• WHAT IS REQUIRED
Up to and including the line with "llega a dispararse.", output the records exactly as they appear.

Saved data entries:

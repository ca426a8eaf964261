// ============================================================================
// DEBOUNCE - Colapsa ráfagas de llamadas en un único disparo diferido
// ============================================================================

use std::cell::RefCell;
use std::rc::Rc;

use gloo_timers::callback::Timeout;

/// Debouncer sobre `gloo_timers::callback::Timeout`.
///
/// Cada `schedule` reemplaza (y cancela) el timer pendiente anterior, de modo
/// que solo la última llamada dentro de la ventana llega a dispararse.
/// `cancel` limpia el timer pendiente sin dispararlo; un `schedule` posterior
/// abre una ventana nueva. Con delay 0 el disparo sigue siendo diferido al
/// siguiente tick (Timeout nunca es síncrono).
///
/// Los clones comparten el mismo timer pendiente.
#[derive(Clone)]
pub struct Debouncer {
    delay_ms: u32,
    pending: Rc<RefCell<Option<Timeout>>>,
}

impl Debouncer {
    pub fn new(delay_ms: u32) -> Self {
        Self {
            delay_ms,
            pending: Rc::new(RefCell::new(None)),
        }
    }

    /// Programar `f` tras la ventana de inactividad, cancelando cualquier
    /// disparo aún pendiente.
    pub fn schedule<F>(&self, f: F)
    where
        F: FnOnce() + 'static,
    {
        let pending = self.pending.clone();
        let timeout = Timeout::new(self.delay_ms, move || {
            // Limpiar antes de disparar: f puede volver a programar
            pending.borrow_mut().take();
            f();
        });

        if let Some(previous) = self.pending.borrow_mut().replace(timeout) {
            previous.cancel();
        }
    }

    /// Cancelar el disparo pendiente (si lo hay) sin invocarlo
    pub fn cancel(&self) {
        if let Some(pending) = self.pending.borrow_mut().take() {
            pending.cancel();
        }
    }
}

// Los timers necesitan el event loop del navegador: estos tests corren con
// `wasm-pack test`, no con cargo test nativo
#[cfg(all(test, target_arch = "wasm32"))]
mod wasm_tests {
    use super::*;
    use gloo_timers::future::TimeoutFuture;
    use wasm_bindgen_test::*;

    wasm_bindgen_test_configure!(run_in_browser);

    #[wasm_bindgen_test]
    async fn una_rafaga_dispara_una_sola_vez_con_el_ultimo_valor() {
        let fired: Rc<RefCell<Vec<String>>> = Rc::new(RefCell::new(Vec::new()));
        let debouncer = Debouncer::new(20);

        for query in ["a", "ap", "app"] {
            let fired = fired.clone();
            debouncer.schedule(move || fired.borrow_mut().push(query.to_string()));
        }

        TimeoutFuture::new(80).await;
        assert_eq!(*fired.borrow(), vec!["app".to_string()]);
    }

    #[wasm_bindgen_test]
    async fn cancel_evita_el_disparo_pendiente() {
        let fired = Rc::new(RefCell::new(0u32));
        let debouncer = Debouncer::new(20);

        {
            let fired = fired.clone();
            debouncer.schedule(move || *fired.borrow_mut() += 1);
        }
        debouncer.cancel();

        TimeoutFuture::new(80).await;
        assert_eq!(*fired.borrow(), 0);
    }

    #[wasm_bindgen_test]
    async fn schedule_despues_de_cancel_abre_ventana_nueva() {
        let fired = Rc::new(RefCell::new(0u32));
        let debouncer = Debouncer::new(20);

        {
            let fired = fired.clone();
            debouncer.schedule(move || *fired.borrow_mut() += 1);
        }
        debouncer.cancel();
        {
            let fired = fired.clone();
            debouncer.schedule(move || *fired.borrow_mut() += 1);
        }

        TimeoutFuture::new(80).await;
        assert_eq!(*fired.borrow(), 1);
    }
}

• OUTPUT OF THE EXERCISE
repository ca426a8eaf964261
// ============================================================================
// DEBOUNCE - Colapsa ráfagas de llamadas en un único disparo diferido
// ============================================================================

use std::cell::RefCell;
use std::rc::Rc;

use gloo_timers::callback::Timeout;

/// Debouncer sobre `gloo_timers::callback::Timeout`.
///
/// Cada `schedule` reemplaza (y cancela) el timer pendiente anterior, de modo
/// que solo la última llamada dentro de la ventana llega a dispararse.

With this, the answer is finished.